The report, which investigates the shifting landscape of Australian driving habits and the accelerating adoption of EVs, found that a few specific considerations are driving thoughts of purchasing an EV.

While it is unclear at this stage how many respondents Evie is basing its findings on, it found that 70% of those considering purchasing an EV cited cost savings as a main reason behind their thinking. Other factors included environmental benefits (69%), energy efficiency (56%), and quiet transport (41%).

“Consumers are increasingly recognising the noticeable benefits of electric vehicles, not just for their wallets but also for the environment,” said Mills.

“This surge in interest signifies a crucial moment in the transformation of the automotive industry.”

The biggest barriers to EVs cited by the respondents are that they remain too expensive (55%), concerns about range (47%) and a perceived lack of charging infrastructure (46%).

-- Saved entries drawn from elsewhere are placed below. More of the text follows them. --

//! Holds the [`EnergyLevel`] type

// Copyright (c) 2025 Ferrous Systems
// SPDX-License-Identifier: GPL-3.0-or-later

use crate::Error;

/// A coarse measure of how much banked energy a task needs to run to
/// completion
///
/// Levels run from 1 (a little) to 8 (a full capacitor).
#[derive(Copy, Clone, Debug, PartialEq, Eq, PartialOrd, Ord)]
pub struct EnergyLevel(u8);

impl EnergyLevel {
    /// The smallest level a task may ask for
    pub const MIN: EnergyLevel = EnergyLevel(1);

    /// The largest level a task may ask for
    pub const MAX: EnergyLevel = EnergyLevel(8);

    /// Make an energy level, checking it is in `1..=8`
    pub const fn new(level: u8) -> Result<EnergyLevel, Error> {
        if level < Self::MIN.0 || level > Self::MAX.0 {
            Err(Error::EnergyLevelOutOfRange(level))
        } else {
            Ok(EnergyLevel(level))
        }
    }

    /// Get the level as a number
    pub const fn get(self) -> u8 {
        self.0
    }

    /// Encode the level as a thermometer code for the power supervisor
    ///
    /// Level `e` sets the `e` most-significant bits, so level 1 is
    /// `0b1000_0000` and level 8 is `0b1111_1111`.
    pub const fn thermometer(self) -> u8 {
        // Shift in a u16 so that level 8 does not overflow the shift
        (0xFF00u16 >> self.0) as u8
    }
}

impl TryFrom<u8> for EnergyLevel {
    type Error = Error;

    fn try_from(level: u8) -> Result<EnergyLevel, Error> {
        EnergyLevel::new(level)
    }
}

impl core::fmt::Display for EnergyLevel {
    fn fmt(&self, fmt: &mut core::fmt::Formatter<'_>) -> core::fmt::Result {
        write!(fmt, "E{}", self.0)
    }
}

#[cfg(feature = "defmt")]
impl defmt::Format for EnergyLevel {
    fn format(&self, fmt: defmt::Formatter) {
        defmt::write!(fmt, "E{=u8}", self.0);
    }
}

#[cfg(test)]
mod tests {
    use super::*;

    #[test]
    fn thermometer_ends() {
        assert_eq!(EnergyLevel::MIN.thermometer(), 0x80);
        assert_eq!(EnergyLevel::MAX.thermometer(), 0xFF);
        assert_eq!(EnergyLevel::new(4).unwrap().thermometer(), 0b1111_0000);
    }

    #[test]
    fn thermometer_bits_are_contiguous_from_msb() {
        for level in 1..=8 {
            let code = EnergyLevel::new(level).unwrap().thermometer();
            assert_eq!(code.count_ones(), u32::from(level));
            assert_eq!(code.leading_ones(), u32::from(level));
        }
    }

    #[test]
    fn out_of_range_is_rejected() {
        for level in [0, 9, 200, 255] {
            let err = EnergyLevel::new(level).unwrap_err();
            assert_eq!(err, Error::EnergyLevelOutOfRange(level));
            assert_ne!(err.code(), 0);
        }
        assert!(EnergyLevel::try_from(3).is_ok());
    }
}

// End of File
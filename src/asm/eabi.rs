//! Armv7-M EABI code

// Copyright (c) 2025 Ferrous Systems
// SPDX-License-Identifier: GPL-3.0-or-later

use crate::arm::RegisterFile;

/// Save the callee-saved registers, SP and LR, for Armv7-M or Armv8-M
/// Mainline EABI
///
/// Returns 0. When [`reenter`] is later given the same register file, this
/// returns again, with 1.
///
/// It is a naked function because the compiler must not push anything, or
/// move SP, before we have recorded the caller's registers.
#[unsafe(naked)]
pub(crate) unsafe extern "C" fn capture(_registers: *mut RegisterFile) -> u32 {
    core::arch::naked_asm!(r#"
    // r4 - r11 go in the first eight words
    stmia   r0!, {{ r4 - r11 }}

    // then SP, and LR as the return site
    mov     r1, sp
    stmia   r0!, {{ r1, lr }}

    // this is the first return
    movs    r0, #0
    bx      lr
    "#);
}

/// Load a register file written by [`capture`] and return from that
/// `capture` a second time
///
/// The stack must already be as it was when the registers were captured.
#[unsafe(naked)]
pub(crate) unsafe extern "C" fn reenter(_registers: *const RegisterFile) -> ! {
    core::arch::naked_asm!(r#"
    ldmia   r0!, {{ r4 - r11 }}

    // r1 = SP, r2 = LR
    ldmia   r0!, {{ r1, r2 }}
    mov     sp, r1
    mov     lr, r2

    // this is the second return
    movs    r0, #1
    bx      lr
    "#);
}

// End of File
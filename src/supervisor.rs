//! The link to the external power supervisor
//!
//! The supervisor banks harvested energy and decides when we get to run. We
//! tell it how much energy the next task needs by shifting a thermometer code
//! into its shift register, and it answers on a single "enough energy" line.
//! When we have checkpointed and want the power cut, we raise the
//! end-of-work line.

// Copyright (c) 2025 Ferrous Systems
// SPDX-License-Identifier: GPL-3.0-or-later

use core::convert::Infallible;

use embedded_hal::digital::{InputPin, OutputPin};

use crate::EnergyLevel;

/// The scheduler's view of the power supervisor
pub trait PowerSupervisor {
    /// Tell the supervisor how much energy the next task needs
    fn request(&mut self, level: EnergyLevel);

    /// Ask whether there is enough energy banked for the last request
    ///
    /// This is sampled once, straight after [`PowerSupervisor::request`].
    fn energy_available(&mut self) -> bool;

    /// Tell the supervisor we have checkpointed, and it may cut the power
    fn signal_done(&mut self);

    /// Put the link lines back to idle, ready to run a task
    fn release(&mut self);

    /// Wait, in the lowest power state we have, for the power to go away
    ///
    /// May return if something other than a power cut wakes us up.
    fn halt(&mut self);
}

/// How the link waits for the power to go, and saves power in between
pub trait LowPower {
    /// Enter the lowest power state there is, until the power goes
    ///
    /// May return early if something other than the supervisor wakes us.
    fn sleep(&mut self);

    /// Disconnect (`true`) or reconnect (`false`) the wake line's input
    ///
    /// The link parks the line whenever it is not sampling it. The default
    /// does nothing.
    fn park_wake_line(&mut self, _parked: bool) {}
}

/// SCB.SCR bit that makes `wfi` enter deep sleep
#[cfg(target_arch = "arm")]
const SCR_SLEEPDEEP: u32 = 1 << 2;

/// Deep sleep, in whichever mode the chip is set up to use for it
///
/// On Cortex-M this sets `SLEEPDEEP` around a `wfi`. Which deep-sleep mode
/// that means (Stop, Standby, LPMx) is up to the chip's power controller.
#[derive(Copy, Clone, Debug, Default, PartialEq, Eq)]
pub struct DeepSleep;

impl LowPower for DeepSleep {
    fn sleep(&mut self) {
        #[cfg(target_arch = "arm")]
        {
            // SAFETY: SCR only says how the core sleeps
            let scb = unsafe { &*cortex_m::peripheral::SCB::PTR };
            unsafe { scb.scr.modify(|value| value | SCR_SLEEPDEEP) };
            cortex_m::asm::dsb();
            cortex_m::asm::wfi();
            // still powered, so go back to ordinary sleep
            unsafe { scb.scr.modify(|value| value & !SCR_SLEEPDEEP) };
        }
        #[cfg(not(target_arch = "arm"))]
        core::hint::spin_loop();
    }
}

/// A [`PowerSupervisor`] wired up with GPIO pins
///
/// The energy request goes out MSB first on `data`, clocked on the rising
/// edge of `clock`, and is latched by the rising edge of `latch`.
pub struct ShiftRegisterLink<D, C, L, W, E, P = DeepSleep> {
    /// Shift register serial data
    data: D,
    /// Shift register serial clock
    clock: C,
    /// Shift register output latch
    latch: L,
    /// High when there is enough energy for the requested level
    wake: W,
    /// End-of-work: ask the supervisor to cut the power
    eot: E,
    /// Sleeping, and parking the wake line
    power: P,
}

impl<D, C, L, W, E> ShiftRegisterLink<D, C, L, W, E, DeepSleep>
where
    D: OutputPin<Error = Infallible>,
    C: OutputPin<Error = Infallible>,
    L: OutputPin<Error = Infallible>,
    W: InputPin<Error = Infallible>,
    E: OutputPin<Error = Infallible>,
{
    /// Take the pins, and drive all the outputs low
    ///
    /// Halting uses [`DeepSleep`]. See [`ShiftRegisterLink::with_low_power`]
    /// for anything else.
    pub fn new(data: D, clock: C, latch: L, wake: W, eot: E) -> Self {
        ShiftRegisterLink::with_low_power(data, clock, latch, wake, eot, DeepSleep)
    }
}

impl<D, C, L, W, E, P> ShiftRegisterLink<D, C, L, W, E, P>
where
    D: OutputPin<Error = Infallible>,
    C: OutputPin<Error = Infallible>,
    L: OutputPin<Error = Infallible>,
    W: InputPin<Error = Infallible>,
    E: OutputPin<Error = Infallible>,
    P: LowPower,
{
    /// Take the pins and a board-specific way to save power, drive all the
    /// outputs low, and park the wake line
    pub fn with_low_power(data: D, clock: C, latch: L, wake: W, eot: E, power: P) -> Self {
        let mut link = ShiftRegisterLink {
            data,
            clock,
            latch,
            wake,
            eot,
            power,
        };
        link.release();
        link.power.park_wake_line(true);
        link
    }

    /// Give the pins back
    pub fn into_pins(self) -> (D, C, L, W, E) {
        (self.data, self.clock, self.latch, self.wake, self.eot)
    }

    /// Clock a byte into the supervisor's shift register, MSB first
    fn shift_out(&mut self, value: u8) {
        let Ok(()) = self.latch.set_low();
        for bit in (0..8).rev() {
            let Ok(()) = self.clock.set_low();
            let Ok(()) = self.data.set_state(((value >> bit) & 1 == 1).into());
            let Ok(()) = self.clock.set_high();
        }
        let Ok(()) = self.latch.set_high();
    }
}

impl<D, C, L, W, E, P> PowerSupervisor for ShiftRegisterLink<D, C, L, W, E, P>
where
    D: OutputPin<Error = Infallible>,
    C: OutputPin<Error = Infallible>,
    L: OutputPin<Error = Infallible>,
    W: InputPin<Error = Infallible>,
    E: OutputPin<Error = Infallible>,
    P: LowPower,
{
    fn request(&mut self, level: EnergyLevel) {
        self.shift_out(level.thermometer());
    }

    fn energy_available(&mut self) -> bool {
        self.power.park_wake_line(false);
        let Ok(available) = self.wake.is_high();
        self.power.park_wake_line(true);
        available
    }

    fn signal_done(&mut self) {
        let Ok(()) = self.eot.set_high();
    }

    fn release(&mut self) {
        let Ok(()) = self.data.set_low();
        let Ok(()) = self.clock.set_low();
        let Ok(()) = self.latch.set_low();
        let Ok(()) = self.eot.set_low();
    }

    fn halt(&mut self) {
        self.power.sleep();
    }
}


// End of File
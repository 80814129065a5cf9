//! A sensor node with four tasks, which survives losing power
//!
//! Each task needs a different amount of energy: sampling is cheap and
//! transmitting is expensive. When the supervisor has not banked enough for
//! the next task, we checkpoint into FRAM and ask it to turn us off. When it
//! turns us back on, we carry on from exactly where we were.

// Copyright (c) 2025 Ferrous Systems
// SPDX-License-Identifier: GPL-3.0-or-later

#![no_std]
#![no_main]

use core::{
    cell::RefCell,
    sync::atomic::{AtomicU32, Ordering},
};

use critical_section::Mutex;
use embedded_hal::digital::OutputPin;
use lazarus::{
    Checkpointer, CortexM, ScratchStack, Scheduler, ShiftRegisterLink, SnapshotStore,
    StackCapture, Task, TaskEntryFn,
};
use lazarus_demos::board::{self, PortA, Power};

type Platform = CortexM<PortA>;

/// Must hold the whole 8 KiB main stack from `memory.x`
const STACK_CAPACITY: usize = 8 * 1024;
const DATA_CAPACITY: usize = 1024;
const BSS_CAPACITY: usize = 4 * 1024;

type Engine = Checkpointer<'static, Platform, STACK_CAPACITY, DATA_CAPACITY, BSS_CAPACITY>;

#[unsafe(link_section = ".snapshot")]
static SNAPSHOT: SnapshotStore<Platform, STACK_CAPACITY, DATA_CAPACITY, BSS_CAPACITY> =
    SnapshotStore::new();

static RESUME_STACK: ScratchStack<512> = ScratchStack::new();

static TASK_LIST: [Task; 4] = [
    task(sample, 2),
    task(average, 3),
    task(pack, 4),
    task(transmit, 5),
];

/// How many readings we average over
const WINDOW: usize = 8;

/// Recent readings
static READINGS: Mutex<RefCell<heapless::Deque<u16, WINDOW>>> =
    Mutex::new(RefCell::new(heapless::Deque::new()));

/// Pretend ADC state. Non-zero, so it lives in `.data`.
static NOISE: AtomicU32 = AtomicU32::new(0x1234_5678);

/// The latest average reading
static AVERAGE: AtomicU32 = AtomicU32::new(0);

/// The packet waiting to go out: sequence number in the top half, average in
/// the bottom half
static PACKET: AtomicU32 = AtomicU32::new(0);

/// How many packets we have sent
static SENT: AtomicU32 = AtomicU32::new(0);

/// Build a task table entry, at compile time
const fn task(entry_fn: TaskEntryFn, energy_level: u8) -> Task {
    match Task::new(entry_fn, core::ptr::null_mut(), energy_level) {
        Ok(task) => task,
        Err(_) => panic!("energy levels are 1 to 8"),
    }
}

/// Build the checkpoint engine
fn engine() -> Result<Engine, lazarus::Error> {
    // SAFETY: `__pre_init` and `main` each claim it once, and the first is
    // finished with it before the second starts
    let snapshot = unsafe { SNAPSHOT.claim() };
    Checkpointer::new(
        snapshot,
        CortexM::new(&RESUME_STACK, PortA::take()),
        StackCapture::Live,
    )
}

/// The boot arbiter
///
/// Runs before `.data` and `.bss` are initialised. If there is a snapshot
/// this never returns, and we come back out of the checkpoint in `main`
/// instead.
#[unsafe(no_mangle)]
pub unsafe extern "C" fn __pre_init() {
    board::enable_nvram();
    if let Ok(engine) = engine() {
        // SAFETY: RAM is not initialised yet, so nothing relies on it
        let _cold_start = unsafe { lazarus::boot::arbitrate(engine) };
    }
}

#[cortex_m_rt::entry]
fn main() -> ! {
    defmt::info!("Cold start");
    let mut pins = board::init();
    let _ = pins.led.set_high();

    let mut engine = match engine() {
        Ok(engine) => engine,
        Err(e) => defmt::panic!("Engine: {}", e),
    };
    let link = ShiftRegisterLink::with_low_power(
        pins.data,
        pins.clock,
        pins.latch,
        pins.wake,
        pins.eot,
        Power::take(),
    );
    let mut scheduler = match Scheduler::round_robin(&TASK_LIST, link) {
        Ok(scheduler) => scheduler,
        Err(e) => defmt::panic!("Scheduler: {}", e),
    };
    scheduler.run(&mut engine)
}

/// Take a reading
fn sample(_arg: *mut ()) {
    // xorshift32
    let mut x = NOISE.load(Ordering::Relaxed);
    x ^= x << 13;
    x ^= x >> 17;
    x ^= x << 5;
    NOISE.store(x, Ordering::Relaxed);
    let reading = (x & 0x0FFF) as u16;

    critical_section::with(|cs| {
        let mut readings = READINGS.borrow_ref_mut(cs);
        if readings.is_full() {
            readings.pop_front();
        }
        let _ = readings.push_back(reading);
    });
    defmt::debug!("sample {=u16}", reading);
}

/// Average the readings we have
fn average(_arg: *mut ()) {
    let average = critical_section::with(|cs| {
        let readings = READINGS.borrow_ref(cs);
        let count = readings.len() as u32;
        let total: u32 = readings.iter().map(|r| u32::from(*r)).sum();
        total.checked_div(count).unwrap_or(0)
    });
    AVERAGE.store(average, Ordering::Relaxed);
    defmt::debug!("average {=u32}", average);
}

/// Put the average in a packet
fn pack(_arg: *mut ()) {
    let sequence = SENT.load(Ordering::Relaxed) & 0xFFFF;
    let packet = (sequence << 16) | (AVERAGE.load(Ordering::Relaxed) & 0xFFFF);
    PACKET.store(packet, Ordering::Relaxed);
}

/// Send the packet
fn transmit(_arg: *mut ()) {
    let packet = PACKET.load(Ordering::Relaxed);
    defmt::info!("TX #{=u32} avg={=u32}", packet >> 16, packet & 0xFFFF);
    SENT.fetch_add(1, Ordering::Relaxed);
}

// End of File
//! Descriptors for the RAM we snapshot, and the routines that copy it

// Copyright (c) 2025 Ferrous Systems
// SPDX-License-Identifier: GPL-3.0-or-later

/// Stacks are saved and restored in whole words
const WORD: usize = core::mem::size_of::<u32>();

/// A contiguous block of RAM
#[derive(Copy, Clone, Debug, PartialEq, Eq)]
pub struct Region {
    base: *mut u8,
    len: usize,
}

impl Region {
    /// Describe `len` bytes starting at `base`
    pub const fn new(base: *mut u8, len: usize) -> Region {
        Region { base, len }
    }

    /// Describe the bytes from `low` up to (but not including) `high`
    ///
    /// This is how linker symbols usually describe a section. If `high` is
    /// below `low` the region is empty.
    pub fn from_bounds(low: *mut u8, high: *mut u8) -> Region {
        Region {
            base: low,
            len: (high as usize).saturating_sub(low as usize),
        }
    }

    /// The first byte of the region
    pub const fn base(&self) -> *mut u8 {
        self.base
    }

    /// The size of the region, in bytes
    pub const fn len(&self) -> usize {
        self.len
    }

    /// Is the region zero bytes long?
    pub const fn is_empty(&self) -> bool {
        self.len == 0
    }
}

/// The bounds of a full-descending stack
///
/// The stack pointer starts at `high` and moves towards `low`.
#[derive(Copy, Clone, Debug, PartialEq, Eq)]
pub struct StackBounds {
    low: *mut u8,
    high: *mut u8,
}

impl StackBounds {
    /// Describe a stack occupying `low..high`
    pub const fn new(low: *mut u8, high: *mut u8) -> StackBounds {
        StackBounds { low, high }
    }

    /// The lowest address the stack may grow down to
    pub const fn low(&self) -> *mut u8 {
        self.low
    }

    /// The initial stack pointer
    pub const fn high(&self) -> *mut u8 {
        self.high
    }

    /// The size of the whole stack, in bytes
    pub fn len(&self) -> usize {
        (self.high as usize).saturating_sub(self.low as usize)
    }

    /// Is the stack zero bytes long?
    pub fn is_empty(&self) -> bool {
        self.len() == 0
    }

    /// The part of the stack in use when the stack pointer is `sp`
    ///
    /// The span runs from `sp` (rounded down to a word, and clamped to the
    /// stack) up to the top of the stack. Its offset is measured from the
    /// bottom of the stack, so it can be stored at the same offset in a
    /// stack-sized buffer and put back at the same absolute address.
    pub fn live(&self, sp: *mut u8) -> Span {
        let low = self.low as usize;
        let high = self.high as usize;
        let sp = (sp as usize).clamp(low, high);
        let offset = (sp - low) & !(WORD - 1);
        Span {
            offset,
            len: self.len() - offset,
        }
    }

    /// The whole stack, used or not
    pub fn whole(&self) -> Span {
        Span {
            offset: 0,
            len: self.len(),
        }
    }
}

/// A slice of a [`StackBounds`], as an offset from its lowest address
#[derive(Copy, Clone, Debug, PartialEq, Eq)]
#[cfg_attr(feature = "defmt", derive(defmt::Format))]
pub struct Span {
    /// Bytes from the bottom of the stack to the start of the span
    pub offset: usize,
    /// Bytes in the span
    pub len: usize,
}

/// Everything in RAM that a snapshot covers
#[derive(Copy, Clone, Debug, PartialEq, Eq)]
pub struct MemoryMap {
    /// Initialised static data (`.data`)
    pub data: Region,
    /// Zero-initialised static data (`.bss`)
    pub bss: Region,
    /// The stack that the scheduler runs on
    pub stack: StackBounds,
}

/// Copy a region into the front of a snapshot buffer
///
/// # Safety
///
/// The region must be valid for reads, and must not overlap `buffer`.
///
/// # Panics
///
/// If the buffer is smaller than the region. The checkpoint engine checks
/// this once when it is built, so it cannot happen there.
pub(crate) unsafe fn save(region: Region, buffer: &mut [u8]) {
    let dest = &mut buffer[..region.len];
    // SAFETY: the caller promises the source is readable and disjoint from
    // the destination, which we have bounds-checked.
    unsafe {
        core::ptr::copy_nonoverlapping(region.base, dest.as_mut_ptr(), region.len);
    }
}

/// Copy the front of a snapshot buffer back over a region
///
/// # Safety
///
/// The region must be valid for writes, must not overlap `buffer`, and
/// nothing may be relying on its current contents.
///
/// # Panics
///
/// If the buffer is smaller than the region.
pub(crate) unsafe fn restore(region: Region, buffer: &[u8]) {
    let src = &buffer[..region.len];
    // SAFETY: the caller promises the destination is writable, unused and
    // disjoint from the source, which we have bounds-checked.
    unsafe {
        core::ptr::copy_nonoverlapping(src.as_ptr(), region.base, region.len);
    }
}

/// Copy part of a stack into the same offset of a snapshot buffer
///
/// # Safety
///
/// The stack must be valid for reads and must not overlap `buffer`. The
/// caller must be running below `span`, or on another stack entirely.
pub(crate) unsafe fn save_stack(stack: StackBounds, span: Span, buffer: &mut [u8]) {
    let dest = &mut buffer[span.offset..span.offset + span.len];
    // SAFETY: the caller's promises, plus `span` being inside `stack`
    // (see `StackBounds::live`).
    unsafe {
        let src = stack.low.add(span.offset);
        core::ptr::copy_nonoverlapping(src, dest.as_mut_ptr(), span.len);
    }
}

/// Copy part of a snapshot buffer back onto the stack it came from
///
/// # Safety
///
/// The stack must be valid for writes and must not overlap `buffer`. The
/// caller must not be running on the stack being overwritten.
pub(crate) unsafe fn restore_stack(stack: StackBounds, span: Span, buffer: &[u8]) {
    let src = &buffer[span.offset..span.offset + span.len];
    // SAFETY: the caller's promises, plus `span` being inside `stack`.
    unsafe {
        let dest = stack.low.add(span.offset);
        core::ptr::copy_nonoverlapping(src.as_ptr(), dest, span.len);
    }
}

#[cfg(test)]
mod tests {
    use super::*;

    /// Sixty-four word-aligned bytes of pretend stack
    struct FakeStack {
        _words: Box<[u32; 16]>,
        base: *mut u8,
    }

    impl FakeStack {
        fn new() -> FakeStack {
            let mut words = Box::new([0u32; 16]);
            let base = words.as_mut_ptr() as *mut u8;
            FakeStack {
                _words: words,
                base,
            }
        }

        fn bounds(&self) -> StackBounds {
            StackBounds::new(self.base, unsafe { self.base.add(64) })
        }

        fn bytes(&mut self) -> &mut [u8] {
            unsafe { core::slice::from_raw_parts_mut(self.base, 64) }
        }
    }

    #[test]
    fn region_from_bounds() {
        let mut memory = [0u8; 32];
        let range = memory.as_mut_ptr_range();
        let region = Region::from_bounds(range.start, range.end);
        assert_eq!(region.len(), 32);
        assert_eq!(region.base(), range.start);

        let backwards = Region::from_bounds(range.end, range.start);
        assert!(backwards.is_empty());
    }

    #[test]
    fn live_span_is_word_aligned() {
        let fake = FakeStack::new();
        let stack = fake.bounds();
        assert_eq!(stack.len(), 64);
        // 9 bytes in rounds down to 8
        let span = stack.live(unsafe { stack.low().add(9) });
        assert_eq!(span, Span { offset: 8, len: 56 });
        // an empty stack has nothing live
        assert_eq!(stack.live(stack.high()).len, 0);
        // a wild stack pointer is clamped
        assert_eq!(stack.live(core::ptr::null_mut()), stack.whole());
    }

    #[test]
    fn region_round_trip() {
        let mut live = [0u8; 24];
        for (idx, byte) in live.iter_mut().enumerate() {
            *byte = idx as u8 ^ 0x5A;
        }
        let expected = live;
        let base = live.as_mut_ptr();
        let region = Region::new(base, 24);
        let mut buffer = [0u8; 32];

        unsafe { save(region, &mut buffer) };
        unsafe { base.write_bytes(0xEE, 24) };
        unsafe { restore(region, &buffer) };

        assert_eq!(live, expected);
        // the tail of the buffer is untouched
        assert!(buffer[24..].iter().all(|b| *b == 0));
    }

    #[test]
    fn region_exactly_at_capacity() {
        let mut live = [0xA5u8; 16];
        live[15] = 0x3C;
        let expected = live;
        let base = live.as_mut_ptr();
        let region = Region::new(base, 16);
        let mut buffer = [0u8; 16];

        unsafe { save(region, &mut buffer) };
        unsafe { base.write_bytes(0, 16) };
        unsafe { restore(region, &buffer) };

        assert_eq!(live, expected);
    }

    #[test]
    fn stack_round_trip_keeps_offsets() {
        let mut fake = FakeStack::new();
        let stack = fake.bounds();
        for (offset, byte) in fake.bytes().iter_mut().enumerate().skip(40) {
            *byte = offset as u8;
        }
        let span = stack.live(unsafe { stack.low().add(40) });
        let mut buffer = [0u8; 64];

        unsafe { save_stack(stack, span, &mut buffer) };
        assert_eq!(buffer[40], 40);
        assert_eq!(buffer[63], 63);
        assert!(buffer[..40].iter().all(|b| *b == 0));

        fake.bytes().fill(0xFF);
        unsafe { restore_stack(stack, span, &buffer) };

        let memory = fake.bytes();
        // below the live span is left alone
        assert!(memory[..40].iter().all(|b| *b == 0xFF));
        for (offset, byte) in memory.iter().enumerate().skip(40) {
            assert_eq!(*byte, offset as u8);
        }
    }
}

// End of File
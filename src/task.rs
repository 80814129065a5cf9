//! Holds the [`Task`] type and methods

// Copyright (c) 2025 Ferrous Systems
// SPDX-License-Identifier: GPL-3.0-or-later

use crate::{EnergyLevel, Error};

/// The body of a task
///
/// It is given the argument pointer from its [`Task`] and must run to
/// completion. Power may fail at any point inside it; that is fine, as
/// long as it does not touch memory the snapshot does not cover.
pub type TaskEntryFn = fn(*mut ());

/// Represents a task that the scheduler is managing
#[derive(Copy, Clone, Debug)]
pub struct Task {
    entry_fn: TaskEntryFn,
    arg: *mut (),
    energy_level: EnergyLevel,
}

impl Task {
    /// Create a new [`Task`] object
    ///
    /// The `energy_level` is how much banked energy the task needs to run to
    /// completion, from 1 to 8. Anything else is rejected.
    ///
    /// The `arg` is passed to `entry_fn` every time it runs, and may be null.
    pub const fn new(entry_fn: TaskEntryFn, arg: *mut (), energy_level: u8) -> Result<Task, Error> {
        match EnergyLevel::new(energy_level) {
            Ok(energy_level) => Ok(Task {
                entry_fn,
                arg,
                energy_level,
            }),
            Err(e) => Err(e),
        }
    }

    /// Get the entry function for this task
    pub const fn entry_fn(&self) -> TaskEntryFn {
        self.entry_fn
    }

    /// Get the argument pointer for this task
    pub const fn arg(&self) -> *mut () {
        self.arg
    }

    /// Get the energy this task needs
    pub const fn energy_level(&self) -> EnergyLevel {
        self.energy_level
    }

    /// Run the task to completion
    pub fn run(&self) {
        (self.entry_fn)(self.arg)
    }
}

/// SAFETY: A task is immutable once built. Whatever `arg` points to is only
/// ever handed to the task's own entry function, from the one foreground
/// loop.
unsafe impl Sync for Task {}


// End of File
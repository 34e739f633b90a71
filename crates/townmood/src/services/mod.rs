//! Concrete adapters for the hosted services
//!
//! Each adapter owns one `reqwest::Client`, is constructed once per process
//! lifetime, and is passed into the call-flow by reference.

pub mod forum;
pub mod model;
pub mod search;
pub mod store;

use std::time::Duration;

/// Bounded per-call timeout applied to every outgoing request.
pub(crate) const REQUEST_TIMEOUT: Duration = Duration::from_secs(15);

pub use forum::{RedditCredentials, RedditReader};
pub use model::GeminiProvider;
pub use search::SerpApiSearch;
pub use store::SupabaseStore;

Evie also found that 76% of Australians believe that more EV charging stations are needed across the country. Western Australian drivers were most concerned about infrastructure and charging stations, followed by South Australians, Victorians, Queenslanders, and those from NSW.

NSW drivers are leading the way in terms of EV adoption, with the greatest number of drivers of any state (51%) considering a switch to an EV at some point in the future, with Victorians close behind at 47%.

Conversely, South Australians are lagging behind – due in large part to concern over the cost of EVs and range – the slowest of all states considering a switch to EVs.